Cenas Portuguesas explora temas como a PIDE, a Censura, os ideais perdidos dos anos 1960 ou a sida, mas também as figuras tristes, os “engenheiros” dados às “homilias” palavrosas. É a realidade aqui ao lado?
O poeta maravilhoso que é Manuel Resende tem esse poema em que diz “não vou eu chatear a realidade”. A “realidade” é a literatura. No fundo, alguns destes contos são sobre os pequenos poderes e sobre as frustrações da vidinha, da realidade ali mais à mão de semear, da tristeza contentinha do português que não mudou assim tanto.

E Condor, livro de poesia que conclui a trilogia iniciada com Jaguar (2019) e Diamante (2021), e que sairá para as bancas em novembro, dedica-se à realidade?
Otávio Paz tem uma definição de poesia que me agrada muito: “A poesia é uma erótica verbal.” Condor é um livro com 24 poemas longos torrenciais, nem mais nem menos; uma espécie de estiramento do poema em prosa para experimentar linguagem e resgatar um filão que tem grandes momentos em poetas como Ruy Belo, António Nobre, Álvaro de Campos, mas também Helder Moura Pereira ou Nuno Júdice. São poemas que exigem um estar ali com o corpo do poema, a calibrar imagens, frases, ritmos, a fazer um trabalho de ficcionalização da biografia. Ruy Belo escrevia poemas longos, tomando duches frios para se manter acordado durante a noite e escrever dezenas de versos [para A Margem da Alegria]. É claro que a experiência de Condor não é essa. Mas durante algum tempo, escrevendo esses 24 poemas longos, é como se estivesse nesse embate poético, erótico, sensual, carnal, corporal, com a palavra, com as imagens de uma vida – a minha, a dos outros, a dos que se cruzaram comigo.

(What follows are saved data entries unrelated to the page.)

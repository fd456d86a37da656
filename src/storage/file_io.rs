//! File I/O utilities with atomic writes
//!
//! Provides safe file operations that won't corrupt data on failure.

use std::fs::{self, File};
use std::io::{BufReader, BufWriter, Write};
use std::path::Path;

use serde::{de::DeserializeOwned, Serialize};

use crate::error::FinancasError;

/// Read JSON from a file, returning `None` if the file doesn't exist
///
/// A malformed file is an error; a missing file is not (first run).
pub fn read_json<T, P>(path: P) -> Result<Option<T>, FinancasError>
where
    T: DeserializeOwned,
    P: AsRef<Path>,
{
    let path = path.as_ref();

    if !path.exists() {
        return Ok(None);
    }

    let file = File::open(path)
        .map_err(|e| FinancasError::Storage(format!("Failed to open {}: {}", path.display(), e)))?;

    let reader = BufReader::new(file);
    serde_json::from_reader(reader)
        .map(Some)
        .map_err(|e| FinancasError::Storage(format!("Failed to parse {}: {}", path.display(), e)))
}

/// Write JSON to a file atomically (write to temp, then rename)
///
/// This ensures that the file is either completely written or not
/// modified at all, so a crash mid-write never leaves a half-written
/// document behind.
pub fn write_json_atomic<T, P>(path: P, data: &T) -> Result<(), FinancasError>
where
    T: Serialize,
    P: AsRef<Path>,
{
    let path = path.as_ref();

    // Ensure parent directory exists
    if let Some(parent) = path.parent() {
        fs::create_dir_all(parent).map_err(|e| {
            FinancasError::Storage(format!(
                "Failed to create directory {}: {}",
                parent.display(),
                e
            ))
        })?;
    }

    // Temp file must live in the same directory for the rename to be atomic
    let temp_path = path.with_extension("json.tmp");

    let file = File::create(&temp_path)
        .map_err(|e| FinancasError::Storage(format!("Failed to create temp file: {}", e)))?;

    let mut writer = BufWriter::new(file);
    serde_json::to_writer_pretty(&mut writer, data)
        .map_err(|e| FinancasError::Storage(format!("Failed to serialize data: {}", e)))?;

    writer
        .flush()
        .map_err(|e| FinancasError::Storage(format!("Failed to flush data: {}", e)))?;

    // Sync to disk before rename
    writer
        .get_ref()
        .sync_all()
        .map_err(|e| FinancasError::Storage(format!("Failed to sync data: {}", e)))?;

    fs::rename(&temp_path, path).map_err(|e| {
        // Try to clean up temp file if rename fails
        let _ = fs::remove_file(&temp_path);
        FinancasError::Storage(format!("Failed to rename temp file: {}", e))
    })?;

    Ok(())
}

#[cfg(test)]
mod tests {
    use super::*;
    use serde::{Deserialize, Serialize};
    use tempfile::TempDir;

    #[derive(Debug, Clone, PartialEq, Serialize, Deserialize)]
    struct TestData {
        name: String,
        value: i32,
    }

    #[test]
    fn test_read_nonexistent_returns_none() {
        let temp_dir = TempDir::new().unwrap();
        let path = temp_dir.path().join("nonexistent.json");

        let data: Option<TestData> = read_json(&path).unwrap();
        assert!(data.is_none());
    }

    #[test]
    fn test_read_malformed_is_error() {
        let temp_dir = TempDir::new().unwrap();
        let path = temp_dir.path().join("broken.json");
        fs::write(&path, "not json at all").unwrap();

        let result: Result<Option<TestData>, _> = read_json(&path);
        assert!(matches!(result, Err(FinancasError::Storage(_))));
    }

    #[test]
    fn test_write_and_read() {
        let temp_dir = TempDir::new().unwrap();
        let path = temp_dir.path().join("test.json");

        let data = TestData {
            name: "test".to_string(),
            value: 42,
        };

        write_json_atomic(&path, &data).unwrap();
        assert!(path.exists());

        let loaded: Option<TestData> = read_json(&path).unwrap();
        assert_eq!(loaded, Some(data));
    }

    #[test]
    fn test_atomic_write_no_temp_file_left() {
        let temp_dir = TempDir::new().unwrap();
        let path = temp_dir.path().join("test.json");
        let temp_path = temp_dir.path().join("test.json.tmp");

        let data = TestData {
            name: "test".to_string(),
            value: 42,
        };

        write_json_atomic(&path, &data).unwrap();

        assert!(path.exists());
        assert!(!temp_path.exists());
    }

    #[test]
    fn test_write_creates_parent_directories() {
        let temp_dir = TempDir::new().unwrap();
        let path = temp_dir.path().join("nested").join("dir").join("test.json");

        let data = TestData {
            name: "test".to_string(),
            value: 42,
        };

        write_json_atomic(&path, &data).unwrap();
        assert!(path.exists());
    }
}
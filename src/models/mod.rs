//! Core data models for the finance tracker
//!
//! This module contains the data structures that represent the domain:
//! users, categories, and transactions. Serde renames keep the persisted
//! field names compatible with the `dados.json` document format.

pub mod category;
pub mod transaction;
pub mod user;

pub use category::Category;
pub use transaction::{ParseKindError, Transaction, TransactionKind};
pub use user::User;
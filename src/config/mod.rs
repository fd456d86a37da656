//! Configuration and path management

pub mod paths;

pub use paths::StorePaths;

Denunciando com grande veemência a existência de uma crise profunda da literacia literária, o que o leva a publicar tanto?
Mas é precisamente por tudo o que eu digo que publico ensaio, poesia, contos, um romance. E é também por um motivo muito simples: eu gosto de viver. Jorge de Sena tem aquele verso “fiel dedicação à honra de estar vivo”. E eu não diria menos. Isto [a vida] não dura muito, é breve. Então, com todos os falhanços, que são muitos, com todos os erros, que são alguns, façamos com que no final possamos dizer: “Eu dei quanto pude com algum talento que me foi dado.” Se tenho a ilusão bacoca de que a literatura vai salvar o mundo? Não tenho. Escrever é outra coisa. Escrevo porque me dá gozo, porque me divirto, porque é a minha maneira de estar implicado no real. E sei que há momentos mágicos, que haverá quem leia os poemas e os livros e que, devagar, os vai multiplicando. É como diz Alberto Caeiro: “Ser poeta não é uma ambição minha. É a minha maneira de estar sozinho.”